Les condoléances ont afflué de la part des voisins et alliés après que l’Iran a confirmé qu’il n’y avait aucun survivant.

Le premier ministre indien Narendra Modi a déclaré dans un message sur la plateforme X que son pays «se tient aux côtés de l’Iran en cette période de tristesse». Le président russe Vladimir Poutine, dans un communiqué publié par le Kremlin, a décrit Raïssi «comme un véritable ami de la Russie».

Le président turc Recep Tayyip Erdogan, le chinois Xi Jinping et le syrien Bashar Assad ont également présenté leurs condoléances. Le président azerbaïdjanais, Ilham Aliyev, a déclaré que lui et son gouvernement étaient «profondément choqués». M. Raïssi revenait dimanche de la frontière iranienne avec l’Azerbaïdjan, où il avait inauguré un barrage avec M. Aliyev, lorsque l’accident s’est produit.

Nouvelle élection

Pour l’instant, M. Khamenei a nommé le premier vice-président, Mohammad Mokhber, comme président intérimaire, conformément à la constitution. L’élection d’un successeur doit avoir lieu le 28 juin, a indiqué IRNA. Les funérailles du président Raïssi devraient avoir lieu jeudi à Mashhad, la ville où il est né, et d’autres funérailles auront lieu mardi, a indiqué la télévision d’État.

Ali Bagheri Kani, négociateur nucléaire pour l’Iran, exercera les fonctions de ministre des Affaires étrangères par intérim du pays, a aussi annoncé la télévision d’État.

Cette mort a également stupéfié les Iraniens et M. Khamenei a déclaré cinq jours de deuil public.

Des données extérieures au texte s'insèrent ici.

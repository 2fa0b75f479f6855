//! The object file format produced by the assembler and consumed by the
//! linker, plus the executable image format (the same layout with the
//! header `entry` field populated and empty relocation and symbol tables).
//!
//! Layout, all integers little-endian:
//!
//! ```text
//! Header    { text_size: u32, data_size: u32, entry: u32 }
//! text      [text_size bytes, one u32 per instruction]
//! data      [data_size bytes]
//! u32 relocation count, then per entry:
//!           { segment: u32, target_offset: u32, kind: u32, name: [u8; 32] }
//! u32 symbol count, then per symbol:
//!           { name: [u8; 32], offset: u32, binding: u32, segment: u32 }
//! ```
//!
//! Names are NUL-padded to 32 bytes.

mod relocs;
mod symbols;

#[cfg(test)]
mod test;

use byteorder::{ReadBytesExt, WriteBytesExt};
use num_traits::{FromPrimitive, ToPrimitive};
use std::fs::File;
use std::io;
use std::io::prelude::*;
use std::io::{BufReader, BufWriter};
use std::path::Path;

pub use relocs::{RelocEntry, RelocKind, RelocTable};
pub use symbols::{
    Binding, Segment, Symbol, SymbolError, SymbolTable, SYMBOL_NAME_SIZE, SYMBOL_TABLE_SIZE,
};

pub type Endian = byteorder::LittleEndian;

#[derive(Clone, Copy, Debug, Default, PartialEq, Eq)]
pub struct Header {
    pub text_size: u32,
    pub data_size: u32,
    pub entry: u32,
}

#[derive(Clone, Debug, PartialEq)]
pub struct ObjectFile {
    /// Execution start address; zero in relocatable objects, populated by
    /// the linker in executables.
    pub entry: u32,
    pub text: Vec<u32>,
    pub data: Vec<u8>,
    pub relocations: RelocTable,
    pub symbols: SymbolTable,
}

impl ObjectFile {
    pub fn new() -> ObjectFile {
        ObjectFile {
            entry: 0,
            text: Vec::new(),
            data: Vec::new(),
            relocations: RelocTable::new(),
            symbols: SymbolTable::new(),
        }
    }

    pub fn header(&self) -> Header {
        Header {
            text_size: (self.text.len() * 4) as u32,
            data_size: self.data.len() as u32,
            entry: self.entry,
        }
    }
}

impl Default for ObjectFile {
    fn default() -> ObjectFile {
        ObjectFile::new()
    }
}

fn invalid_data(message: String) -> io::Error {
    io::Error::new(io::ErrorKind::InvalidData, message)
}

fn enum_to_u32<T: ToPrimitive>(value: T) -> u32 {
    // Fieldless enums always convert.
    ToPrimitive::to_u32(&value).unwrap()
}

fn read_enum<T: FromPrimitive, R: Read>(reader: &mut R, what: &str) -> io::Result<T> {
    let value = reader.read_u32::<Endian>()?;
    T::from_u32(value).ok_or_else(|| invalid_data(format!("bad {} value {}", what, value)))
}

fn write_name<W: Write>(writer: &mut W, name: &str) -> io::Result<()> {
    let bytes = name.as_bytes();
    if bytes.is_empty() || bytes.len() >= SYMBOL_NAME_SIZE {
        return Err(io::Error::new(
            io::ErrorKind::InvalidInput,
            format!("name \"{}\" does not fit the name field", name),
        ));
    }
    let mut field = [0u8; SYMBOL_NAME_SIZE];
    field[..bytes.len()].copy_from_slice(bytes);
    writer.write_all(&field)
}

fn read_name<R: Read>(reader: &mut R) -> io::Result<String> {
    let mut field = [0u8; SYMBOL_NAME_SIZE];
    reader.read_exact(&mut field)?;
    let len = field
        .iter()
        .position(|&b| b == 0)
        .unwrap_or(SYMBOL_NAME_SIZE);
    String::from_utf8(field[..len].to_vec())
        .map_err(|_| invalid_data("name field is not valid UTF-8".to_owned()))
}

pub fn read<R: Read>(reader: &mut R) -> io::Result<ObjectFile> {
    let text_size = reader.read_u32::<Endian>()?;
    let data_size = reader.read_u32::<Endian>()?;
    let entry = reader.read_u32::<Endian>()?;

    if text_size % 4 != 0 {
        return Err(invalid_data(format!(
            "text size {} is not a multiple of 4",
            text_size
        )));
    }

    let mut text = Vec::with_capacity(text_size as usize / 4);
    for _ in 0..text_size / 4 {
        text.push(reader.read_u32::<Endian>()?);
    }

    let mut data = vec![0u8; data_size as usize];
    reader.read_exact(&mut data)?;

    let mut relocations = RelocTable::new();
    let reloc_count = reader.read_u32::<Endian>()?;
    for _ in 0..reloc_count {
        let segment = read_enum(reader, "relocation segment")?;
        let target_offset = reader.read_u32::<Endian>()?;
        let kind = read_enum(reader, "relocation kind")?;
        let dependency = read_name(reader)?;
        relocations.add(RelocEntry {
            segment,
            target_offset,
            kind,
            dependency,
        });
    }

    let mut symbols = SymbolTable::new();
    let symbol_count = reader.read_u32::<Endian>()?;
    for _ in 0..symbol_count {
        let name = read_name(reader)?;
        let offset = reader.read_u32::<Endian>()?;
        let binding = read_enum(reader, "symbol binding")?;
        let segment = read_enum(reader, "symbol segment")?;
        symbols
            .add_symbol(Symbol {
                name,
                offset,
                segment,
                binding,
            })
            .map_err(|err| invalid_data(format!("bad symbol table: {:?}", err)))?;
    }

    Ok(ObjectFile {
        entry,
        text,
        data,
        relocations,
        symbols,
    })
}

pub fn write<W: Write>(writer: &mut W, object: &ObjectFile) -> io::Result<()> {
    let header = object.header();
    writer.write_u32::<Endian>(header.text_size)?;
    writer.write_u32::<Endian>(header.data_size)?;
    writer.write_u32::<Endian>(header.entry)?;

    for &word in &object.text {
        writer.write_u32::<Endian>(word)?;
    }
    writer.write_all(&object.data)?;

    writer.write_u32::<Endian>(object.relocations.len() as u32)?;
    for entry in object.relocations.iter() {
        writer.write_u32::<Endian>(enum_to_u32(entry.segment))?;
        writer.write_u32::<Endian>(entry.target_offset)?;
        writer.write_u32::<Endian>(enum_to_u32(entry.kind))?;
        write_name(writer, &entry.dependency)?;
    }

    writer.write_u32::<Endian>(object.symbols.len() as u32)?;
    for symbol in object.symbols.iter() {
        write_name(writer, &symbol.name)?;
        writer.write_u32::<Endian>(symbol.offset)?;
        writer.write_u32::<Endian>(enum_to_u32(symbol.binding))?;
        writer.write_u32::<Endian>(enum_to_u32(symbol.segment))?;
    }

    Ok(())
}

pub trait ReadObjExt: Read + Sized {
    fn read_obj(&mut self) -> io::Result<ObjectFile> {
        read(self)
    }
}

impl<R: Read + Sized> ReadObjExt for R {}

pub trait WriteObjExt: Write + Sized {
    fn write_obj(&mut self, object: &ObjectFile) -> io::Result<()> {
        write(self, object)
    }
}

impl<W: Write + Sized> WriteObjExt for W {}

pub fn read_file<P: AsRef<Path>>(path: P) -> io::Result<ObjectFile> {
    BufReader::new(File::open(path)?).read_obj()
}

pub fn write_file<P: AsRef<Path>>(path: P, object: &ObjectFile) -> io::Result<()> {
    BufWriter::new(File::create(path)?).write_obj(object)
}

Mais nombreux sont ceux qui ont été écrasés par l’effondrement de la monnaie du pays, le rial, et par les inquiétudes concernant les conflits régionaux qui deviennent incontrôlables avec Israël ou même avec le Pakistan, avec lequel l’Iran a échangé des tirs cette année.

M. Khamenei a souligné que les affaires du gouvernement iranien continueraient quoi qu’il arrive – mais la mort duprésident Raïssi a soulevé le spectre de ce qui se passerait après la démission ou la mort du guide suprême, âgé de 85 ans. Le dernier mot sur toutes les questions d’État revient à son poste et seuls deux hommes ont occupé ce poste depuis la révolution islamique de 1979.

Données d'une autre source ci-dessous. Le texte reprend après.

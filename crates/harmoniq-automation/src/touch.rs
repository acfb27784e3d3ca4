use std::sync::atomic::{AtomicU32, Ordering};

/// Counts overlapping touch gestures on one parameter.
///
/// Several sources (mouse drag, control surface) may touch a parameter at the
/// same time; the parameter counts as touched until the last one releases.
#[derive(Debug, Default)]
pub struct TouchTracker {
    count: AtomicU32,
}

impl TouchTracker {
    pub fn new() -> Self {
        Self::default()
    }

    /// Registers a touch. Returns `true` on the 0 -> 1 transition.
    #[inline]
    pub fn start(&self) -> bool {
        self.count.fetch_add(1, Ordering::AcqRel) == 0
    }

    /// Releases a touch. Returns `true` on the 1 -> 0 transition; releasing an
    /// untouched tracker does nothing.
    #[inline]
    pub fn stop(&self) -> bool {
        self.count
            .fetch_update(Ordering::AcqRel, Ordering::Acquire, |count| {
                count.checked_sub(1)
            })
            .map_or(false, |previous| previous == 1)
    }

    #[inline]
    pub fn touching(&self) -> bool {
        self.count.load(Ordering::Acquire) != 0
    }

    #[inline]
    pub fn count(&self) -> u32 {
        self.count.load(Ordering::Acquire)
    }
}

M. Raïssi avait été considéré comme un candidat. La seule autre personne suggérée est Mojtaba, le fils de M. Khamenei, âgé de 55 ans. Cependant, des inquiétudes ont été soulevées quant au fait que le poste soit attribué à un membre de la famille, en particulier après que la révolution a renversé la monarchie héréditaire Pahlavi du Shah.

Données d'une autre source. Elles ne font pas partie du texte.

//! Superclock time base.
//!
//! Automation positions are stored as superclock ticks: a fixed-rate integer
//! clock that does not depend on the device sample rate. The default tick
//! rate is divisible by every common sample rate, so converting a sample
//! position to ticks and back is exact.

use std::sync::atomic::{AtomicI64, Ordering};
use std::sync::OnceLock;

use serde::{Deserialize, Serialize};

use crate::error::TimeError;

pub type Superclock = i64;

/// 2^10 * 3^2 * 5^4 * 7^2: divisible by 44.1k, 48k and their multiples.
pub const DEFAULT_SUPERCLOCK_TICKS_PER_SECOND: Superclock = 282_240_000;

/// Musical ticks per quarter note used by [`TimePos::Beats`].
pub const TICKS_PER_BEAT: i64 = 1920;

static TICKS_PER_SECOND: AtomicI64 = AtomicI64::new(DEFAULT_SUPERCLOCK_TICKS_PER_SECOND);
static SAMPLE_RATE_PROVIDER: OnceLock<fn() -> u32> = OnceLock::new();

#[inline]
pub fn superclock_ticks_per_second() -> Superclock {
    TICKS_PER_SECOND.load(Ordering::Relaxed)
}

/// Changes the global tick rate. Call once at startup, before any positions
/// are created; stored positions are not rescaled.
pub fn set_superclock_ticks_per_second(ticks: Superclock) {
    if ticks > 0 {
        TICKS_PER_SECOND.store(ticks, Ordering::Relaxed);
    }
}

/// Installs the process-wide sample-rate source. Only the first call wins.
pub fn set_sample_rate_provider(provider: fn() -> u32) -> Result<(), TimeError> {
    SAMPLE_RATE_PROVIDER
        .set(provider)
        .map_err(|_| TimeError::ProviderAlreadySet)
}

/// Running sample rate, or `0` when no provider has been installed.
#[inline]
pub fn current_sample_rate() -> u32 {
    SAMPLE_RATE_PROVIDER.get().map_or(0, |provider| provider())
}

#[inline]
pub fn superclock_to_samples(ticks: Superclock, sample_rate: i64) -> i64 {
    if sample_rate <= 0 {
        return 0;
    }
    saturate(int_div_round(
        ticks as i128 * sample_rate as i128,
        superclock_ticks_per_second() as i128,
    ))
}

#[inline]
pub fn samples_to_superclock(samples: i64, sample_rate: i64) -> Superclock {
    if sample_rate <= 0 {
        return 0;
    }
    saturate(int_div_round(
        samples as i128 * superclock_ticks_per_second() as i128,
        sample_rate as i128,
    ))
}

/// Superclock ticks spanned by one sample at `sample_rate`.
pub fn superclock_per_sample(sample_rate: i64) -> Superclock {
    samples_to_superclock(1, sample_rate)
}

/// `to - from` without overflow for any pair of positions.
#[inline]
pub(crate) fn distance(from: Superclock, to: Superclock) -> f64 {
    (i128::from(to) - i128::from(from)) as f64
}

fn int_div_round(numerator: i128, denominator: i128) -> i128 {
    let half = denominator / 2;
    if (numerator < 0) == (denominator < 0) {
        (numerator + half) / denominator
    } else {
        (numerator - half) / denominator
    }
}

fn saturate(value: i128) -> i64 {
    i64::try_from(value).unwrap_or(if value < 0 { i64::MIN } else { i64::MAX })
}

/// A position on the project timeline, in either time domain.
#[derive(Debug, Clone, Copy, PartialEq, Eq, Hash, Serialize, Deserialize)]
pub enum TimePos {
    Audio(Superclock),
    Beats(i64),
}

impl TimePos {
    pub fn from_samples(samples: i64, sample_rate: i64) -> Self {
        TimePos::Audio(samples_to_superclock(samples, sample_rate))
    }

    pub fn from_seconds(seconds: f64) -> Self {
        TimePos::Audio((seconds * superclock_ticks_per_second() as f64).round() as Superclock)
    }
}

impl Default for TimePos {
    fn default() -> Self {
        TimePos::Audio(0)
    }
}

impl From<Superclock> for TimePos {
    fn from(ticks: Superclock) -> Self {
        TimePos::Audio(ticks)
    }
}

/// Resolves timeline positions to superclock for a particular project.
pub trait TimeDomainProvider: Send + Sync {
    fn superclock_at(&self, pos: TimePos) -> Superclock;
}

#[derive(Debug, Clone, Copy, PartialEq, Serialize, Deserialize)]
pub struct Tempo(pub f64);

impl Tempo {
    #[inline]
    pub fn beats_per_minute(&self) -> f64 {
        self.0
    }

    #[inline]
    pub fn superclock_per_beat(&self) -> f64 {
        if self.0 <= 0.0 {
            return 0.0;
        }
        superclock_ticks_per_second() as f64 * 60.0 / self.0
    }
}

impl Default for Tempo {
    fn default() -> Self {
        Self(120.0)
    }
}

/// Time-domain provider for a project with a single, fixed tempo.
#[derive(Debug, Clone, Copy, Default, PartialEq)]
pub struct ConstantTempo {
    pub tempo: Tempo,
}

impl ConstantTempo {
    pub fn new(tempo: Tempo) -> Self {
        Self { tempo }
    }
}

impl TimeDomainProvider for ConstantTempo {
    fn superclock_at(&self, pos: TimePos) -> Superclock {
        match pos {
            TimePos::Audio(ticks) => ticks,
            TimePos::Beats(ticks) => {
                let beats = ticks as f64 / TICKS_PER_BEAT as f64;
                (beats * self.tempo.superclock_per_beat()).round() as Superclock
            }
        }
    }
}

Une réunion d’urgence du Cabinet iranien a publié une déclaration promettant qu’il suivrait la voie de M. Raïssi et qu’«avec l’aide de Dieu et du peuple, il n’y aura aucun problème avec la gestion du pays».

Période trouble

M. Raïssi était considéré comme un protégé de M. Khamenei. Certains analystes suggéraient même qu’il pourrait remplacer le dirigeant de 85 ans après sa mort ou sa démission.

Avec la mort de M. Raïssi, la seule autre personne suggérée jusqu’à présent est Mojtaba Khameini, le fils de 55 ans du Guide suprême. Cependant, certains observateurs ont fait part de leurs inquiétudes quant au fait que ce poste soit attribué à un membre de la famille seulement pour la troisième fois depuis 1979, en particulier après que la Révolution islamique a renversé la monarchie héréditaire.

M. Raïssi a remporté l’élection présidentielle iranienne de 2021, un scrutin qui a connu le taux de participation le plus faible de l’histoire de la République islamique. M. Raïssi est sanctionné par les États-Unis en partie pour son implication dans l’exécution massive de milliers de prisonniers politiques en 1988, à la fin de la sanglante guerre Iran-Irak.

Des manifestations de masse font rage dans le pays depuis des années. La plus récente vague concernait la mort, en 2022, de Mahsa Amini, une femme qui avait été arrêtée pour ne pas avoir porté le hijab au gré des autorités. La répression qui a duré des mois et qui a suivi les manifestations a tué plus de 500 personnes et en a conduit plus de 22 000 à être arrêtées.

En mars, une commission d’enquête des Nations unies a conclu que l’Iran était responsable de la «violence physique» qui a conduit à la mort de Mme Amini.

M. Raïssi est le deuxième président iranien à mourir en exercice. En 1981, l’explosion d’une bombe a tué le président Mohammad Ali Rajai dans les jours chaotiques qui ont suivi la Révolution islamique.